Band-Pass-Filter-using-Rectangular-Window

A band-pass filter allows to pass signals with a frequencies between that of two determined cutoff points, while attenuating signals with a frequency lower or higher than these cutoff frequecies. This band-pass filter has been designed using the "Rectangular Window" method, which uses a set of N coefficients all with value of 1. Though being easy to implement, the Rectangular Window method is not really used for digital filter design, due to its low attenuation of the stopbands and producing filters characterized by extreme values (e.g. sudden jump from zero at the initial sample).

Output samples of a FIR filter are produced based on:

$$y(n) = \sum_{j=0}^{N} b_k \times x[n - j]$$

While its frequency response is given by:

$$H(w) = \sum_{j=0}^{N} b_k \times e^{-jwn}$$

The parameters $b_k$ are camculated using the DFT (Discrete Fourier Transform) method.

In order to test the time response of the filter you need to create the mex function in MATLAB using the command mex -R2018a FIR_BP_Rectangular.c. When calling the function you need to do it passing the parameters shown below:

FIR_BP_Rectangular(input_signal, passband_frequency1, stopband_frequency1, passband_frequency2, stopband_frequency2, sampling_frequency, stopband_ripple);

Overall, the following MATLAB code helps plotting the time response:

fs = 20000;
dt = 1/fs;
F = 5000; 
t = 0:dt:0.0025;
x = sin(2*pi*F*t);
plot(x, 'red')
[filt_data, freq_response] = FIR_BP_Rectangular(x, 3000, 2000, 6000, 9000, 20000, 0.01);
hold on
plot(filt_data, 'blue')

Here, a signal with a frequency of 5KHz is passed through the filter, depending on the cutoff frequencies (which is half the sum of every passband and the stopband frequencies), the signal might be allowed or attenuated. In this case, the first cutoff frequency is ~2.5KHz, while the second cutoff frequency is ~7.5KHz, so the signal will be allowed.

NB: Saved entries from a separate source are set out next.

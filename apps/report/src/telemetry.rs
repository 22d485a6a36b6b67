//! # Logging Setup
//!
//! ## Filter Priority
//! - `RUST_LOG=debug` - Show debug messages
//! - `RUST_LOG=costbook_core=trace` - Show trace for the resolver only
//! - Otherwise the `[logging] filter` from the config (`COSTBOOK_LOG`)
//!
//! Logs go to stderr so that JSON on stdout can be piped.

use tracing_subscriber::EnvFilter;

/// Installs the global fmt subscriber.
///
/// Returns `false` if a subscriber was already installed.
pub fn init_tracing(config_filter: &str) -> bool {
    let filter =
        EnvFilter::try_from_default_env().unwrap_or_else(|_| EnvFilter::new(config_filter));

    tracing_subscriber::fmt()
        .with_env_filter(filter)
        .with_writer(std::io::stderr)
        .try_init()
        .is_ok()
}
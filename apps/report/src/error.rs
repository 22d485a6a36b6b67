//! # Report Error Types
//!
//! Error types for the report application.
//!
//! ## Error Flow
//! ```text
//! ┌─────────────────────────────────────────────────────────────────────────┐
//! │                    Error Propagation                                    │
//! │                                                                         │
//! │  io / toml / serde_json errors        CoreError (costbook-core)        │
//! │            │                                   │                        │
//! │            └──────────────┬────────────────────┘                        │
//! │                           ▼                                             │
//! │              ReportError (this module) ← adds context                  │
//! │                           │                                             │
//! │                           ▼                                             │
//! │              main() prints it and exits with status 1                  │
//! └─────────────────────────────────────────────────────────────────────────┘
//! ```

use costbook_core::CoreError;
use thiserror::Error;

/// Result type alias for report operations.
pub type ReportResult<T> = Result<T, ReportError>;

/// Report application errors.
#[derive(Debug, Error)]
pub enum ReportError {
    // =========================================================================
    // Configuration Errors
    // =========================================================================
    /// Failed to read or parse the config file.
    #[error("Failed to load config: {0}")]
    ConfigLoadFailed(String),

    /// Config parsed but holds an unusable value.
    #[error("Invalid configuration: {0}")]
    InvalidConfig(String),

    // =========================================================================
    // Snapshot Errors
    // =========================================================================
    /// No snapshot path given on the command line, environment, or config.
    #[error("No snapshot given. Pass --snapshot or set COSTBOOK_SNAPSHOT.")]
    MissingSnapshot,

    /// Failed to read or parse the snapshot.
    #[error("Failed to load snapshot {path}: {reason}")]
    SnapshotLoadFailed { path: String, reason: String },

    /// Failed to serialize report output.
    #[error("Serialization failed: {0}")]
    SerializationFailed(String),

    // =========================================================================
    // Domain Errors
    // =========================================================================
    /// Error raised by costbook-core.
    #[error(transparent)]
    Core(#[from] CoreError),
}

impl ReportError {
    /// Creates a SnapshotLoadFailed error.
    pub fn snapshot(path: impl AsRef<std::path::Path>, reason: impl ToString) -> Self {
        ReportError::SnapshotLoadFailed {
            path: path.as_ref().display().to_string(),
            reason: reason.to_string(),
        }
    }
}

// =============================================================================
// Conversions
// =============================================================================

impl From<std::io::Error> for ReportError {
    fn from(err: std::io::Error) -> Self {
        ReportError::ConfigLoadFailed(err.to_string())
    }
}

impl From<toml::de::Error> for ReportError {
    fn from(err: toml::de::Error) -> Self {
        ReportError::ConfigLoadFailed(err.to_string())
    }
}

impl From<serde_json::Error> for ReportError {
    fn from(err: serde_json::Error) -> Self {
        ReportError::SerializationFailed(err.to_string())
    }
}

#[cfg(test)]
mod tests {
    use super::*;

    #[test]
    fn test_snapshot_error_message() {
        let err = ReportError::snapshot("/tmp/boms.json", "expected value at line 1");
        assert_eq!(
            err.to_string(),
            "Failed to load snapshot /tmp/boms.json: expected value at line 1"
        );
    }

    #[test]
    fn test_core_error_is_transparent() {
        let err: ReportError = CoreError::BomNotFound("cake".to_string()).into();
        assert_eq!(err.to_string(), "BOM not found: cake");
    }
}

On the other hand, the frequency response (with a length of 512 points) is also quite easy to plot:

f = 0:10000/512:10000;
plot(f, 20*log10(abs(freq_response)))

Note: As the order of FIR filters increase, the delay of the output increases based on filter_order/(2 * sampling_frequency). In this implementation the delay is not compensated.